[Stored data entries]
*-*-*

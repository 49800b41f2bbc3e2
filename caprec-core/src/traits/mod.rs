pub mod capture_engine;
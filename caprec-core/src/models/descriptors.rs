use serde::{Deserialize, Serialize};

/// Reserved process id meaning "system/desktop audio" rather than a real
/// process. The engine represents system capture as a capture on this id.
pub const SYSTEM_AUDIO_PID: u32 = 0;

/// A process as reported by the capture engine's process listing.
#[derive(Debug, Clone, PartialEq, Eq, Serialize, Deserialize)]
pub struct ProcessDescriptor {
    pub process_id: u32,
    pub process_name: String,
    pub window_title: String,
    pub has_active_audio: bool,
}

/// An audio input device as reported by the capture engine.
///
/// Exactly one device in a non-empty listing should carry `is_default`;
/// the resolver falls back to the first entry when none does.
#[derive(Debug, Clone, PartialEq, Eq, Serialize, Deserialize)]
pub struct InputDeviceDescriptor {
    pub device_id: String,
    pub friendly_name: String,
    pub is_default: bool,
}
//! # caprec-windows
//!
//! Windows binding for the native caprec capture engine.
//!
//! Provides:
//! - `NativeEngine`: `CaptureEngine` implementation over the engine
//!   DLL's C ABI (`cpr_*` symbols in `caprec_engine.dll`)
//! - `ffi`: the raw declarations and callback types of that ABI
//!
//! The DLL must be resolvable at load time (next to the executable or on
//! the DLL search path); arranging that is the installer's concern.
//!
//! ## Usage
//! ```ignore
//! use std::sync::Arc;
//! use caprec_core::Recorder;
//! use caprec_windows::NativeEngine;
//!
//! let recorder = Recorder::new(Arc::new(NativeEngine::new()))?;
//! let orchestrator = Arc::clone(recorder.orchestrator());
//! ```

#[cfg(target_os = "windows")]
pub mod ffi;
#[cfg(target_os = "windows")]
pub mod native_engine;

#[cfg(target_os = "windows")]
pub use native_engine::NativeEngine;
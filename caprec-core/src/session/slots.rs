//! The four-slot exclusivity table.
//!
//! Invariant: at most one of {process, system, mixed} is occupied at any
//! time; microphone may coexist with process or system but never with
//! mixed. Each claim validates against the current occupancy and either
//! records the session or returns the blocking slot as a typed rejection.

use crate::models::error::RecorderError;
use crate::models::session_kind::{MixSource, SessionKind, SlotKind};

#[derive(Debug, Default)]
pub struct SlotTable {
    process: Option<u32>,
    microphone: Option<String>,
    system: bool,
    mixed: Option<MixedSlot>,
}

#[derive(Debug, Clone, PartialEq, Eq)]
pub struct MixedSlot {
    pub source: MixSource,
    pub microphone_device_id: Option<String>,
}

impl SlotTable {
    pub fn new() -> Self {
        Self::default()
    }

    pub fn claim_process(&mut self, pid: u32) -> Result<(), RecorderError> {
        if self.mixed.is_some() {
            return Err(RecorderError::SlotOccupied(SlotKind::Mixed));
        }
        if self.system {
            return Err(RecorderError::SlotOccupied(SlotKind::System));
        }
        if self.process.is_some() {
            return Err(RecorderError::SlotOccupied(SlotKind::Process));
        }
        self.process = Some(pid);
        Ok(())
    }

    pub fn claim_system(&mut self) -> Result<(), RecorderError> {
        if self.mixed.is_some() {
            return Err(RecorderError::SlotOccupied(SlotKind::Mixed));
        }
        if self.process.is_some() {
            return Err(RecorderError::SlotOccupied(SlotKind::Process));
        }
        if self.system {
            return Err(RecorderError::SlotOccupied(SlotKind::System));
        }
        self.system = true;
        Ok(())
    }

    pub fn claim_microphone(&mut self, device_id: String) -> Result<(), RecorderError> {
        if self.mixed.is_some() {
            return Err(RecorderError::SlotOccupied(SlotKind::Mixed));
        }
        if self.microphone.is_some() {
            return Err(RecorderError::SlotOccupied(SlotKind::Microphone));
        }
        self.microphone = Some(device_id);
        Ok(())
    }

    /// Mixed claims the engine's process-capture slot and, when a
    /// microphone is included, the microphone slot, so it requires the
    /// whole table to be empty.
    pub fn claim_mixed(
        &mut self,
        source: MixSource,
        microphone_device_id: Option<String>,
    ) -> Result<(), RecorderError> {
        if self.process.is_some() {
            return Err(RecorderError::SlotOccupied(SlotKind::Process));
        }
        if self.microphone.is_some() {
            return Err(RecorderError::SlotOccupied(SlotKind::Microphone));
        }
        if self.system {
            return Err(RecorderError::SlotOccupied(SlotKind::System));
        }
        if self.mixed.is_some() {
            return Err(RecorderError::SlotOccupied(SlotKind::Mixed));
        }
        self.mixed = Some(MixedSlot {
            source,
            microphone_device_id,
        });
        Ok(())
    }

    /// Record the resolved device id for an already-claimed microphone
    /// slot. Claiming happens before resolution so a blocked request
    /// never reaches the engine.
    pub fn set_microphone(&mut self, device_id: String) {
        if self.microphone.is_some() {
            self.microphone = Some(device_id);
        }
    }

    /// Update the microphone recorded for the mixed slot once it has been
    /// resolved mid-startup.
    pub fn set_mixed_microphone(&mut self, device_id: Option<String>) {
        if let Some(slot) = &mut self.mixed {
            slot.microphone_device_id = device_id;
        }
    }

    /// Clear `slot`, returning what occupied it. Unconditional: clearing
    /// an empty slot is a no-op and never an error.
    pub fn release(&mut self, slot: SlotKind) -> Option<SessionKind> {
        match slot {
            SlotKind::Process => self.process.take().map(SessionKind::Process),
            SlotKind::Microphone => self.microphone.take().map(SessionKind::Microphone),
            SlotKind::System => {
                let was = self.system;
                self.system = false;
                was.then_some(SessionKind::System)
            }
            SlotKind::Mixed => self.mixed.take().map(|m| SessionKind::Mixed {
                source: m.source,
                microphone_device_id: m.microphone_device_id,
            }),
        }
    }

    pub fn clear(&mut self) {
        *self = Self::default();
    }

    pub fn is_occupied(&self, slot: SlotKind) -> bool {
        match slot {
            SlotKind::Process => self.process.is_some(),
            SlotKind::Microphone => self.microphone.is_some(),
            SlotKind::System => self.system,
            SlotKind::Mixed => self.mixed.is_some(),
        }
    }

    pub fn is_empty(&self) -> bool {
        self.process.is_none() && self.microphone.is_none() && !self.system && self.mixed.is_none()
    }

    /// Occupied slots in stable order.
    pub fn occupied(&self) -> Vec<SlotKind> {
        let mut slots = Vec::new();
        for kind in [
            SlotKind::Process,
            SlotKind::Microphone,
            SlotKind::System,
            SlotKind::Mixed,
        ] {
            if self.is_occupied(kind) {
                slots.push(kind);
            }
        }
        slots
    }
}
use std::env;
use std::path::PathBuf;

use serde::{Deserialize, Serialize};

use super::format::CaptureFormat;
use super::options::CaptureOptions;

/// Caller-side recording defaults, typically loaded from the host
/// application's settings store.
#[derive(Debug, Clone, PartialEq, Serialize, Deserialize)]
pub struct RecorderConfig {
    /// Directory recordings are written into.
    pub output_directory: PathBuf,

    /// Output encoding for new sessions.
    pub format: CaptureFormat,

    /// Drop silent stretches instead of encoding them.
    pub skip_silence: bool,

    /// Capture volume for process captures, in percent (0–200).
    pub process_volume_percent: u32,

    /// Preferred microphone device id; empty means "system default".
    pub microphone_id: String,
}

impl RecorderConfig {
    pub fn validate(&self) -> Result<(), String> {
        if self.output_directory.as_os_str().is_empty() {
            return Err("output directory must not be empty".into());
        }
        if self.process_volume_percent > 200 {
            return Err(format!(
                "process volume must be 0-200, got {}",
                self.process_volume_percent
            ));
        }
        Ok(())
    }

    /// Volume percent converted to the engine's 0.0–2.0 multiplier.
    pub fn volume_multiplier(&self) -> f32 {
        self.process_volume_percent as f32 / 100.0
    }

    /// Per-start options derived from these defaults.
    pub fn capture_options(&self) -> CaptureOptions {
        CaptureOptions {
            skip_silence: self.skip_silence,
            volume: Some(self.volume_multiplier()),
            ..CaptureOptions::default()
        }
    }

    /// The preferred microphone, or `None` to let the resolver pick the
    /// default device.
    pub fn microphone(&self) -> Option<&str> {
        if self.microphone_id.is_empty() {
            None
        } else {
            Some(&self.microphone_id)
        }
    }
}

impl Default for RecorderConfig {
    fn default() -> Self {
        Self {
            output_directory: default_output_dir(),
            format: CaptureFormat::default(),
            skip_silence: false,
            process_volume_percent: 100,
            microphone_id: String::new(),
        }
    }
}

/// Default recordings directory: `Documents/CapRec` under the user
/// profile, degrading to the profile root when no Documents folder exists.
pub fn default_output_dir() -> PathBuf {
    let profile = env::var_os("USERPROFILE")
        .or_else(|| env::var_os("HOME"))
        .map(PathBuf::from)
        .unwrap_or_else(|| PathBuf::from("."));

    let documents = profile.join("Documents");
    let base = if documents.is_dir() { documents } else { profile };
    base.join("CapRec")
}

#[cfg(test)]
mod tests {
    use super::*;

    #[test]
    fn default_config_validates() {
        assert!(RecorderConfig::default().validate().is_ok());
    }

    #[test]
    fn rejects_out_of_range_volume() {
        let config = RecorderConfig {
            process_volume_percent: 250,
            ..RecorderConfig::default()
        };
        assert!(config.validate().is_err());
    }

    #[test]
    fn volume_percent_maps_to_multiplier() {
        let config = RecorderConfig {
            process_volume_percent: 150,
            ..RecorderConfig::default()
        };
        assert_eq!(config.volume_multiplier(), 1.5);
        assert_eq!(config.capture_options().volume, Some(1.5));
    }

    #[test]
    fn empty_microphone_id_means_default_device() {
        let mut config = RecorderConfig::default();
        assert_eq!(config.microphone(), None);
        config.microphone_id = "mic-7".into();
        assert_eq!(config.microphone(), Some("mic-7"));
    }
}
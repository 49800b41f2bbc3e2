//! In-memory capture engine for exercising the orchestrator without the
//! native DLL. Failures can be injected per operation to drive the
//! rollback paths.

use std::collections::{HashMap, HashSet};

use parking_lot::Mutex;

use crate::models::descriptors::{InputDeviceDescriptor, ProcessDescriptor};
use crate::models::error::RecorderError;
use crate::models::format::CaptureFormat;
use crate::models::options::{CaptureOptions, CaptureTarget, OutputTarget};
use crate::traits::capture_engine::CaptureEngine;

/// Operations whose next invocations can be made to fail.
#[derive(Debug, Clone, Copy, PartialEq, Eq, Hash)]
pub(crate) enum FakeOp {
    Initialize,
    ListProcesses,
    ListDevices,
    StartProcess,
    StopProcess,
    SetVolume,
    StartMicrophone,
    StopMicrophone,
    EnableMixed,
}

#[derive(Default)]
struct FakeState {
    initialized: bool,
    processes: Vec<ProcessDescriptor>,
    devices: Vec<InputDeviceDescriptor>,
    /// pid → monitor-only flag
    process_captures: HashMap<u32, bool>,
    /// device id → monitor-only flag
    mic_captures: HashMap<String, bool>,
    mixed_active: bool,
    volumes: HashMap<u32, f32>,
    fail: HashSet<FakeOp>,
    calls: Vec<String>,
}

pub(crate) struct FakeEngine {
    state: Mutex<FakeState>,
}

impl FakeEngine {
    pub fn new() -> Self {
        Self {
            state: Mutex::new(FakeState::default()),
        }
    }

    pub fn with_devices(devices: Vec<InputDeviceDescriptor>) -> Self {
        let engine = Self::new();
        engine.state.lock().devices = devices;
        engine
    }

    pub fn set_processes(&self, processes: Vec<ProcessDescriptor>) {
        self.state.lock().processes = processes;
    }

    pub fn set_devices(&self, devices: Vec<InputDeviceDescriptor>) {
        self.state.lock().devices = devices;
    }

    /// Make every following invocation of `op` fail.
    pub fn fail_on(&self, op: FakeOp) {
        self.state.lock().fail.insert(op);
    }

    pub fn clear_failures(&self) {
        self.state.lock().fail.clear();
    }

    /// Chronological log of engine calls, for ordering assertions.
    pub fn calls(&self) -> Vec<String> {
        self.state.lock().calls.clone()
    }

    /// Engine-side captures (process + microphone) flagged monitor-only.
    pub fn monitor_capture_count(&self) -> usize {
        let state = self.state.lock();
        state.process_captures.values().filter(|m| **m).count()
            + state.mic_captures.values().filter(|m| **m).count()
    }

    pub fn has_process_capture(&self, pid: u32) -> bool {
        self.state.lock().process_captures.contains_key(&pid)
    }

    pub fn has_mic_capture(&self, device_id: &str) -> bool {
        self.state.lock().mic_captures.contains_key(device_id)
    }

    pub fn mixed_active(&self) -> bool {
        self.state.lock().mixed_active
    }

    pub fn volume_for(&self, pid: u32) -> Option<f32> {
        self.state.lock().volumes.get(&pid).copied()
    }

    fn check(state: &mut FakeState, op: FakeOp, call: &str) -> Result<(), RecorderError> {
        state.calls.push(call.to_string());
        if state.fail.contains(&op) {
            return Err(RecorderError::EngineCallFailed {
                code: -1,
                message: format!("injected failure: {call}"),
            });
        }
        Ok(())
    }
}

impl CaptureEngine for FakeEngine {
    fn initialize(&self) -> Result<(), RecorderError> {
        let mut state = self.state.lock();
        Self::check(&mut state, FakeOp::Initialize, "initialize")?;
        state.initialized = true;
        Ok(())
    }

    fn shutdown(&self) {
        let mut state = self.state.lock();
        state.calls.push("shutdown".into());
        state.initialized = false;
    }

    fn is_initialized(&self) -> bool {
        self.state.lock().initialized
    }

    fn list_processes(
        &self,
        only_active_audio: bool,
    ) -> Result<Vec<ProcessDescriptor>, RecorderError> {
        let mut state = self.state.lock();
        Self::check(&mut state, FakeOp::ListProcesses, "list_processes")?;
        let mut processes = state.processes.clone();
        if only_active_audio {
            processes.retain(|p| p.has_active_audio);
        }
        Ok(processes)
    }

    fn list_input_devices(&self) -> Result<Vec<InputDeviceDescriptor>, RecorderError> {
        let mut state = self.state.lock();
        Self::check(&mut state, FakeOp::ListDevices, "list_input_devices")?;
        Ok(state.devices.clone())
    }

    fn start_process_capture(
        &self,
        process_id: u32,
        target: &CaptureTarget,
        _format: CaptureFormat,
        _options: &CaptureOptions,
    ) -> Result<(), RecorderError> {
        let mut state = self.state.lock();
        Self::check(
            &mut state,
            FakeOp::StartProcess,
            &format!("start_process({process_id})"),
        )?;
        state.process_captures.insert(process_id, target.is_monitor());
        Ok(())
    }

    fn stop_process_capture(&self, process_id: u32) -> Result<(), RecorderError> {
        let mut state = self.state.lock();
        Self::check(
            &mut state,
            FakeOp::StopProcess,
            &format!("stop_process({process_id})"),
        )?;
        if state.process_captures.remove(&process_id).is_none() {
            return Err(RecorderError::EngineCallFailed {
                code: -2,
                message: format!("no capture for pid {process_id}"),
            });
        }
        Ok(())
    }

    fn stop_all_process_captures(&self) {
        let mut state = self.state.lock();
        state.calls.push("stop_all_processes".into());
        state.process_captures.clear();
    }

    fn is_capturing(&self, process_id: u32) -> Result<bool, RecorderError> {
        Ok(self.state.lock().process_captures.contains_key(&process_id))
    }

    fn set_capture_volume(&self, process_id: u32, volume: f32) -> Result<(), RecorderError> {
        let mut state = self.state.lock();
        Self::check(
            &mut state,
            FakeOp::SetVolume,
            &format!("set_volume({process_id})"),
        )?;
        state.volumes.insert(process_id, volume);
        Ok(())
    }

    fn start_microphone_capture(
        &self,
        device_id: &str,
        target: &CaptureTarget,
        _format: CaptureFormat,
        _options: &CaptureOptions,
    ) -> Result<(), RecorderError> {
        let mut state = self.state.lock();
        Self::check(
            &mut state,
            FakeOp::StartMicrophone,
            &format!("start_mic({device_id})"),
        )?;
        state
            .mic_captures
            .insert(device_id.to_string(), target.is_monitor());
        Ok(())
    }

    fn stop_microphone_capture(&self, device_id: &str) -> Result<(), RecorderError> {
        let mut state = self.state.lock();
        Self::check(
            &mut state,
            FakeOp::StopMicrophone,
            &format!("stop_mic({device_id})"),
        )?;
        state.mic_captures.remove(device_id);
        Ok(())
    }

    fn stop_all_microphone_captures(&self) {
        let mut state = self.state.lock();
        state.calls.push("stop_all_mics".into());
        state.mic_captures.clear();
    }

    fn enable_mixed_output(
        &self,
        _target: &OutputTarget,
        _format: CaptureFormat,
        _bitrate: u32,
        _base_name: &str,
    ) -> Result<(), RecorderError> {
        let mut state = self.state.lock();
        Self::check(&mut state, FakeOp::EnableMixed, "enable_mixed")?;
        state.mixed_active = true;
        Ok(())
    }

    fn disable_mixed_output(&self) {
        let mut state = self.state.lock();
        state.calls.push("disable_mixed".into());
        state.mixed_active = false;
    }

    fn is_mixed_output_active(&self) -> Result<bool, RecorderError> {
        Ok(self.state.lock().mixed_active)
    }

    fn active_session_count(&self) -> Result<i32, RecorderError> {
        let state = self.state.lock();
        Ok((state.process_captures.len() + state.mic_captures.len()) as i32)
    }
}

/// A plausible device listing: one non-default, one default.
pub(crate) fn two_devices() -> Vec<InputDeviceDescriptor> {
    vec![
        InputDeviceDescriptor {
            device_id: "mic-a".into(),
            friendly_name: "Line In".into(),
            is_default: false,
        },
        InputDeviceDescriptor {
            device_id: "mic-b".into(),
            friendly_name: "Headset Microphone".into(),
            is_default: true,
        },
    ]
}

*-*-*

WHAT TO DO — Copy each line of the entries in which the string "false" is found.

ANSWER —
                self.system = false;
            skip_silence: false,
        state.initialized = false;
        state.mixed_active = false;
            is_default: false,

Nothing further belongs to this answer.